• **Required work**
What is the number of lines in this listing that include the string "path"? Answer with that number by itself.

• **Data to examine**
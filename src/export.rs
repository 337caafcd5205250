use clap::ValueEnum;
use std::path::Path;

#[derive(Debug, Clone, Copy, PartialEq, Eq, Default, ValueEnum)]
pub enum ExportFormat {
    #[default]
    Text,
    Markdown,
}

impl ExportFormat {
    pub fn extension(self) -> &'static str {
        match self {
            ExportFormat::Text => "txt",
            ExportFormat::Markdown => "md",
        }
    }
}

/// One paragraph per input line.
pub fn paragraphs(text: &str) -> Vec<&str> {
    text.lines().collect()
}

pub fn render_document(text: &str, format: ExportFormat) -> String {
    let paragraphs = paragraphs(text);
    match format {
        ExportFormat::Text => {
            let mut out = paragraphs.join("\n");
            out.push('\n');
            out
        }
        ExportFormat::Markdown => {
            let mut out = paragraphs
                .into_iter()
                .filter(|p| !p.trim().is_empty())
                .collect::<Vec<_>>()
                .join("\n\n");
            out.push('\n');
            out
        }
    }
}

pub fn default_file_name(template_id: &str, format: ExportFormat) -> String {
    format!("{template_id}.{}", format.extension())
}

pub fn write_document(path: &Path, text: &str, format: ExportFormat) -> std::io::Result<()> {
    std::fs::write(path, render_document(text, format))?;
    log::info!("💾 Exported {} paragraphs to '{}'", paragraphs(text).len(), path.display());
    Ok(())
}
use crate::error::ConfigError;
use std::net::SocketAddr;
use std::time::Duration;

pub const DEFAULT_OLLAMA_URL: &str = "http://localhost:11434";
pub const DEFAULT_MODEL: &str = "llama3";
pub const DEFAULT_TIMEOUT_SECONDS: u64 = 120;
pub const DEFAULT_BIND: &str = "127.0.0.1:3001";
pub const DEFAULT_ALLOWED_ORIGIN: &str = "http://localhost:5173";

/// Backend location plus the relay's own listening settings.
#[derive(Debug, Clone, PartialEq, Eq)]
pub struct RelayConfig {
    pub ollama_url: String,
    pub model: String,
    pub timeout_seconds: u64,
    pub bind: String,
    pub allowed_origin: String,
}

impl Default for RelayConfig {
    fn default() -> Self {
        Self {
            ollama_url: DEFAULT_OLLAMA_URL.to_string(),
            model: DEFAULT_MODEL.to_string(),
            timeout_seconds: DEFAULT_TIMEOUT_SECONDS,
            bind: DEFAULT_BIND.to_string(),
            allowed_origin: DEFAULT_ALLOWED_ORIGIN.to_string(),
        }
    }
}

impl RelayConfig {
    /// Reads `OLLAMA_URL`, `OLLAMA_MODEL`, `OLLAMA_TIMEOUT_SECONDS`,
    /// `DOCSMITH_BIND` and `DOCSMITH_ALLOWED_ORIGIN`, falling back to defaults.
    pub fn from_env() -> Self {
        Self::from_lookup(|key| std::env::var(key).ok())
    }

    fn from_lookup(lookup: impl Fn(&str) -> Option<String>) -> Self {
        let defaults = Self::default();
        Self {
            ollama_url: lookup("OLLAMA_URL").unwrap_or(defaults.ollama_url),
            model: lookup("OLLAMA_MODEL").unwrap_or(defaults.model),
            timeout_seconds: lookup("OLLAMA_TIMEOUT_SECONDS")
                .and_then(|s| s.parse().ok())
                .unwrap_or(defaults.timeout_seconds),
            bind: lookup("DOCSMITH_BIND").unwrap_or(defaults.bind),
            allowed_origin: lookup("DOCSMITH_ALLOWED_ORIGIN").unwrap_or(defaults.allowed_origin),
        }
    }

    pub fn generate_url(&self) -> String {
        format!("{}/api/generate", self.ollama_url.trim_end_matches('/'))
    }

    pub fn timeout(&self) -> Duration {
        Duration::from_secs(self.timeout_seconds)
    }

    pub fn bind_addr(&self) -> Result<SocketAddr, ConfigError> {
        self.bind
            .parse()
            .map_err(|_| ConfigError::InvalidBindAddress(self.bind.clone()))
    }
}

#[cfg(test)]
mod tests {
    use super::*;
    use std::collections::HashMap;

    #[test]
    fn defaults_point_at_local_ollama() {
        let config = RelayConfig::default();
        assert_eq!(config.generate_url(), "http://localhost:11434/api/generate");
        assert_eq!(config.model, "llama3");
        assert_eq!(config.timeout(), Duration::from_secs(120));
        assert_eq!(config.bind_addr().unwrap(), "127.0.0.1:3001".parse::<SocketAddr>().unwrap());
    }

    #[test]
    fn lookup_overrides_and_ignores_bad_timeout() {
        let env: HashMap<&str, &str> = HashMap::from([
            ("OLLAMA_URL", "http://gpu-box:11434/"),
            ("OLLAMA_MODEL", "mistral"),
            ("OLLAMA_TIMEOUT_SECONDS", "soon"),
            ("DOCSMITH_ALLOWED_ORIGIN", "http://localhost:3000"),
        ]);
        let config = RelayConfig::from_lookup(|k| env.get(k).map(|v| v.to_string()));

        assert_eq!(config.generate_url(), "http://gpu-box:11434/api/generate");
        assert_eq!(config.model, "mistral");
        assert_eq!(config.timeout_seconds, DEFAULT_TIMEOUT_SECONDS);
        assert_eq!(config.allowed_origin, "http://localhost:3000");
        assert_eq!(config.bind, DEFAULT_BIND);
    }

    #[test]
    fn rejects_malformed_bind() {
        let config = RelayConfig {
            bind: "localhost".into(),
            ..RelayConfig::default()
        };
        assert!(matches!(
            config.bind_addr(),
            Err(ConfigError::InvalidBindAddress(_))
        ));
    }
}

• **Exercise answer**
4